◆ About this task ◆
From the line that contains "pub fn mode(&self)" to the last line of the records below, retype each line exactly; leave out everything else.

◆ Records ◆
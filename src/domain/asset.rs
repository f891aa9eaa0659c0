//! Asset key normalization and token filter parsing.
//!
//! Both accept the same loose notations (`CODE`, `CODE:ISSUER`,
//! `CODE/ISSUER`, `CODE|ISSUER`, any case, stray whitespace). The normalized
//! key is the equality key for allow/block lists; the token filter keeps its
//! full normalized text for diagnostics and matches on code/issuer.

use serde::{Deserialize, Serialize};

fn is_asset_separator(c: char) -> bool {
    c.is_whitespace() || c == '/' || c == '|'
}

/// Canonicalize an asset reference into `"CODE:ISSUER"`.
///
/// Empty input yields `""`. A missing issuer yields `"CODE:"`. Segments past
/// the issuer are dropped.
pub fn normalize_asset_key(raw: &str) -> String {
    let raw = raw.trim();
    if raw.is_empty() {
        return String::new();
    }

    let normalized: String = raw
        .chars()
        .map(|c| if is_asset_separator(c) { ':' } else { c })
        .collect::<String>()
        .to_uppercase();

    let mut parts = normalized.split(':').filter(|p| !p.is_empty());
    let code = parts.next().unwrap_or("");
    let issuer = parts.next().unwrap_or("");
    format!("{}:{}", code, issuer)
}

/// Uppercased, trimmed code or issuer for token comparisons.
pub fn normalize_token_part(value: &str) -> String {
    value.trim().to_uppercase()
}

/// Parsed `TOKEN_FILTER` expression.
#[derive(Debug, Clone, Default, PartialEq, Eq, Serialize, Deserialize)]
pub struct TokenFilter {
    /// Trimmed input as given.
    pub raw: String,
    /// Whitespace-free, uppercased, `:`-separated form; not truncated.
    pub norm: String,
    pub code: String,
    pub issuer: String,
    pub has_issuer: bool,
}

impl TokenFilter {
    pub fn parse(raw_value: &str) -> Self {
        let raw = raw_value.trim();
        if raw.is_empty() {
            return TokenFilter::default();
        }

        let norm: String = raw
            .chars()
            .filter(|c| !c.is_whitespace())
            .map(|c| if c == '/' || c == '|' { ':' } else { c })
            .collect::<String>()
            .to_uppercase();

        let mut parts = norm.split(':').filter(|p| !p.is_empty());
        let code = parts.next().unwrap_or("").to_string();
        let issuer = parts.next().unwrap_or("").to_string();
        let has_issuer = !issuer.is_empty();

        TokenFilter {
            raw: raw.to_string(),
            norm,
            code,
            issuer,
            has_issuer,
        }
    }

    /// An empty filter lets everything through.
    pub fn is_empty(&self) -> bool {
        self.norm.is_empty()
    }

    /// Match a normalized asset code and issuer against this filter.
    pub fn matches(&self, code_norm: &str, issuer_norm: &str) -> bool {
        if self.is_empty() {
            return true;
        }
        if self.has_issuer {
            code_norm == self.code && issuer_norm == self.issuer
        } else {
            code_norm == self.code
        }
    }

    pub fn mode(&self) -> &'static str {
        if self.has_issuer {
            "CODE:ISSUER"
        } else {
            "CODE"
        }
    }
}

◆ Finished task ◆
    pub fn mode(&self) -> &'static str {
        if self.has_issuer {
            "CODE:ISSUER"
        } else {
            "CODE"
        }
    }
}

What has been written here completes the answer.